Task instructions -
Every line below that contains "writeln" is to be copied.

Data extracted from a collection:

----

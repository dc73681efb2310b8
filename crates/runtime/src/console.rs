//! Line-oriented console loop.

use crate::gateway::Backend;
use crate::session::Session;
use crate::tools::ToolHost;
use crate::Result;
use std::io::{BufRead, Write};
use tracing::debug;

/// Prompt shown before reading a user line.
pub const USER_PROMPT: &str = "You: ";

/// What a line of user input asks for.
#[derive(Debug, Clone, PartialEq, Eq)]
pub enum Command {
    /// Blank line; ignored.
    Empty,
    /// `quit` or `exit`, in any case.
    Exit,
    Message(String),
}

impl Command {
    pub fn parse(line: &str) -> Self {
        let input = line.trim();
        if input.is_empty() {
            Self::Empty
        } else if input.eq_ignore_ascii_case("quit") || input.eq_ignore_ascii_case("exit") {
            Self::Exit
        } else {
            Self::Message(input.to_string())
        }
    }
}

/// Print the start-of-chat banner.
pub fn banner(mut output: impl Write) -> std::io::Result<()> {
    let rule = "=".repeat(60);
    writeln!(output, "\n{rule}")?;
    writeln!(output, "Chat with tool access")?;
    writeln!(output, "Type 'quit' or 'exit' to end the session")?;
    writeln!(output, "{rule}\n")
}

/// Run the conversation until the user exits or input ends.
pub async fn run<B, T, R, W>(session: &mut Session<B, T>, mut input: R, mut output: W) -> Result<()>
where
    B: Backend,
    T: ToolHost,
    R: BufRead,
    W: Write,
{
    loop {
        write!(output, "{USER_PROMPT}")?;
        output.flush()?;

        let mut line = String::new();
        if input.read_line(&mut line)? == 0 {
            debug!("input closed");
            break;
        }

        let message = match Command::parse(&line) {
            Command::Empty => continue,
            Command::Exit => break,
            Command::Message(message) => message,
        };

        let reply = session.chat(&message).await;

        write!(output, "\nAssistant: ")?;
        if let Some(exchange) = reply.tool() {
            writeln!(
                output,
                "[Calling {} with: {}]\n\n{}\n",
                exchange.directive.tool_name,
                exchange.directive.argument,
                exchange.result.text()
            )?;
        }
        writeln!(output, "{}\n", reply.text())?;
    }

    writeln!(output, "Goodbye!")?;
    output.flush()?;
    Ok(())
}

#[cfg(test)]
mod tests {
    use super::*;
    use crate::gateway::{GatewayError, ModelEndpoint, OllamaBackend};
    use crate::testing::{FakeToolHost, ScriptedBackend, spawn_generate_backend};
    use axum::http::StatusCode;
    use std::io::Cursor;
    use std::time::Duration;

    async fn transcript<B: Backend>(session: &mut Session<B, FakeToolHost>, input: &str) -> String {
        let mut output = Vec::new();
        run(session, Cursor::new(input.to_string()), &mut output)
            .await
            .unwrap();
        String::from_utf8(output).unwrap()
    }

    #[test]
    fn parses_commands() {
        assert_eq!(Command::parse("   \n"), Command::Empty);
        assert_eq!(Command::parse("QUIT\n"), Command::Exit);
        assert_eq!(Command::parse(" Exit "), Command::Exit);
        assert_eq!(Command::parse("quitting time"), Command::Message("quitting time".into()));
        assert_eq!(Command::parse("  hi  \n"), Command::Message("hi".into()));
    }

    #[tokio::test]
    async fn blank_lines_do_not_consume_turns() {
        let mut session = Session::new(ScriptedBackend::texts(&["Hello!"]), FakeToolHost::wikipedia());

        let out = transcript(&mut session, "\n   \nhi\nQuit\nnever read\n").await;

        assert!(out.contains("Assistant: Hello!"));
        assert!(out.trim_end().ends_with("Goodbye!"));
        assert_eq!(session.history().len(), 2);
    }

    #[tokio::test]
    async fn end_of_input_terminates() {
        let mut session = Session::new(ScriptedBackend::texts(&[]), FakeToolHost::wikipedia());
        let out = transcript(&mut session, "").await;
        assert_eq!(out, format!("{USER_PROMPT}Goodbye!\n"));
    }

    #[tokio::test]
    async fn tool_call_is_shown_before_answer() {
        let backend = ScriptedBackend::texts(&[
            "TOOL_CALL: wikipedia_summary(\"Marie Curie\")",
            "She discovered polonium and radium.",
        ]);
        let mut session = Session::new(backend, FakeToolHost::wikipedia());

        let out = transcript(&mut session, "Tell me about Marie Curie\nexit\n").await;

        let call = out.find("[Calling wikipedia_summary with: Marie Curie]").unwrap();
        let summary = out.find("Summary of Marie Curie.").unwrap();
        let answer = out.find("She discovered polonium and radium.").unwrap();
        assert!(call < summary && summary < answer);
    }

    #[tokio::test]
    async fn gateway_error_is_printed_and_loop_continues() {
        let backend = ScriptedBackend::new([
            Err(GatewayError::Status { code: 500 }),
            Ok("Working now.".to_string()),
        ]);
        let mut session = Session::new(backend, FakeToolHost::wikipedia());

        let out = transcript(&mut session, "first\nsecond\nexit\n").await;

        assert!(out.contains("Error: generation backend returned status 500"));
        assert!(out.contains("Assistant: Working now."));
        assert!(out.contains("Goodbye!"));
    }

    #[tokio::test]
    async fn http_500_backend_does_not_end_session() {
        let endpoint =
            spawn_generate_backend(StatusCode::INTERNAL_SERVER_ERROR, Duration::ZERO).await;
        let backend = OllamaBackend::builder(ModelEndpoint::new("llama3.2", endpoint)).build();
        let mut session = Session::new(backend, FakeToolHost::wikipedia());

        let out = transcript(&mut session, "hello\nhello again\nquit\n").await;

        assert_eq!(out.matches("500").count(), 2);
        assert_eq!(out.matches(USER_PROMPT).count(), 3);
        assert!(out.contains("Goodbye!"));
    }

    #[test]
    fn banner_mentions_exit_commands() {
        let mut out = Vec::new();
        banner(&mut out).unwrap();
        let text = String::from_utf8(out).unwrap();
        assert!(text.contains("'quit' or 'exit'"));
    }
}
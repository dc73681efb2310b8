//! Tool-related types.

use rmcp::model::Tool;
use serde::{Deserialize, Serialize};
use serde_json::{Map, Value};
use std::collections::BTreeMap;

/// A tool advertised by the host.
#[derive(Debug, Clone, PartialEq, Eq, Serialize, Deserialize)]
pub struct ToolDescriptor {
    pub name: String,
    pub description: String,
}

impl From<Tool> for ToolDescriptor {
    fn from(tool: Tool) -> Self {
        Self {
            description: tool.description.as_deref().unwrap_or_default().to_string(),
            name: tool.name.into_owned(),
        }
    }
}

/// String arguments passed to a tool, keyed by parameter name.
#[derive(Debug, Clone, Default, PartialEq, Eq)]
pub struct ToolArguments(pub BTreeMap<String, String>);

impl ToolArguments {
    /// Arguments with a single parameter.
    pub fn single(key: impl Into<String>, value: impl Into<String>) -> Self {
        Self(BTreeMap::from([(key.into(), value.into())]))
    }

    pub fn get(&self, key: &str) -> Option<&str> {
        self.0.get(key).map(String::as_str)
    }

    /// Convert into the JSON object shape used on the wire.
    pub fn to_json(&self) -> Map<String, Value> {
        self.0
            .iter()
            .map(|(k, v)| (k.clone(), Value::String(v.clone())))
            .collect()
    }
}

/// Normalized outcome of dispatching a directive.
///
/// Failures carry a message meant for the conversation, not an error value.
#[derive(Debug, Clone, PartialEq, Eq, Serialize, Deserialize)]
#[serde(tag = "status", content = "text", rename_all = "snake_case")]
pub enum ToolInvocationResult {
    Success(String),
    Failure(String),
}

impl ToolInvocationResult {
    pub fn text(&self) -> &str {
        match self {
            Self::Success(text) | Self::Failure(text) => text,
        }
    }

    pub fn is_success(&self) -> bool {
        matches!(self, Self::Success(_))
    }
}
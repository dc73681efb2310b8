//! MCP-backed tool host.
//!
//! Spawns the tool host as a child process and talks to it over stdio using
//! the rmcp SDK.
//!
//! # Example
//!
//! ```ignore
//! use runtime::{McpToolHost, ToolArguments, ToolHost};
//!
//! # async fn example() -> Result<(), runtime::ToolError> {
//! let mut host = McpToolHost::spawn("python", ["server.py"]).await?;
//! for tool in host.bootstrap().await? {
//!     println!("{}: {}", tool.name, tool.description);
//! }
//! let text = host
//!     .invoke("wikipedia_summary", &ToolArguments::single("topic", "Rust"))
//!     .await?;
//! host.shutdown().await;
//! # Ok(())
//! # }
//! ```

use super::{ToolArguments, ToolDescriptor, ToolError, ToolHost};
use rmcp::{
    ServiceExt,
    model::{CallToolRequestParams, CallToolResult},
    service::{RoleClient, RunningService},
    transport::{ConfigureCommandExt, TokioChildProcess},
};
use tokio::io::{AsyncRead, AsyncWrite};
use tokio::process::Command;
use tracing::{debug, info, warn};

/// Tool host backed by an MCP server process.
///
/// The session lives as long as this value; dropping it cancels the
/// session and closes the child's stdio.
pub struct McpToolHost {
    service: RunningService<RoleClient, ()>,
    catalog: Vec<ToolDescriptor>,
}

impl McpToolHost {
    /// Spawn the tool host and complete the initialize handshake.
    ///
    /// The catalog is empty until [`ToolHost::bootstrap`] is called.
    pub async fn spawn(
        command: impl AsRef<str>,
        args: impl IntoIterator<Item = impl AsRef<str>>,
    ) -> Result<Self, ToolError> {
        let command = command.as_ref().to_string();
        let args: Vec<String> = args.into_iter().map(|a| a.as_ref().to_string()).collect();
        info!(command = command.as_str(), ?args, "spawning tool host");

        let transport = TokioChildProcess::new(Command::new(&command).configure(|cmd| {
            for arg in &args {
                cmd.arg(arg);
            }
        }))
        .map_err(|e| ToolError::Transport(format!("failed to spawn {command}: {e}")))?;

        let service = ()
            .serve(transport)
            .await
            .map_err(|e| ToolError::Transport(format!("handshake with {command} failed: {e}")))?;

        Ok(Self::from_service(service))
    }

    /// Complete the handshake with a tool host already reachable over `stream`.
    pub async fn connect<S>(stream: S) -> Result<Self, ToolError>
    where
        S: AsyncRead + AsyncWrite + Send + Unpin + 'static,
    {
        let service = ()
            .serve(stream)
            .await
            .map_err(|e| ToolError::Transport(format!("handshake failed: {e}")))?;

        Ok(Self::from_service(service))
    }

    fn from_service(service: RunningService<RoleClient, ()>) -> Self {
        Self {
            service,
            catalog: Vec::new(),
        }
    }

    /// Cancel the session and wait for the transport to close.
    pub async fn shutdown(self) {
        match self.service.cancel().await {
            Ok(reason) => debug!(?reason, "tool host session closed"),
            Err(e) => warn!(error = %e, "tool host session did not close cleanly"),
        }
    }
}

impl ToolHost for McpToolHost {
    async fn bootstrap(&mut self) -> Result<Vec<ToolDescriptor>, ToolError> {
        let response = self
            .service
            .list_tools(Default::default())
            .await
            .map_err(|e| ToolError::Transport(format!("list tools: {e}")))?;

        self.catalog = response.tools.into_iter().map(ToolDescriptor::from).collect();
        info!(tools = self.catalog.len(), "tool catalog loaded");
        Ok(self.catalog.clone())
    }

    fn catalog(&self) -> &[ToolDescriptor] {
        &self.catalog
    }

    async fn invoke(&self, name: &str, arguments: &ToolArguments) -> Result<String, ToolError> {
        // The host is authoritative, but never send it a name we were not given.
        if !self.has_tool(name) {
            return Err(ToolError::NotFound(name.to_string()));
        }

        let params = CallToolRequestParams {
            name: name.to_string().into(),
            arguments: Some(arguments.to_json()),
            meta: None,
            task: None,
        };

        debug!(tool = name, "calling tool");
        let result = self
            .service
            .call_tool(params)
            .await
            .map_err(|e| ToolError::Execution(e.to_string()))?;

        text_output(&result)
    }
}

/// Read the first text block of a call result.
fn text_output(result: &CallToolResult) -> Result<String, ToolError> {
    let text = result
        .content
        .iter()
        .find_map(|content| content.as_text().map(|t| t.text.clone()));

    match (text, result.is_error.unwrap_or(false)) {
        (Some(text), false) => Ok(text),
        (Some(text), true) => Err(ToolError::Execution(text)),
        (None, true) => Err(ToolError::Execution("tool reported an error".into())),
        (None, false) => Err(ToolError::Execution("tool returned no text content".into())),
    }
}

----

Reply to the task -
    writeln!(output, "\n{rule}")?;
    writeln!(output, "Chat with tool access")?;
    writeln!(output, "Type 'quit' or 'exit' to end the session")?;
    writeln!(output, "{rule}\n")
            writeln!(
        writeln!(output, "{}\n", reply.text())?;
    writeln!(output, "Goodbye!")?;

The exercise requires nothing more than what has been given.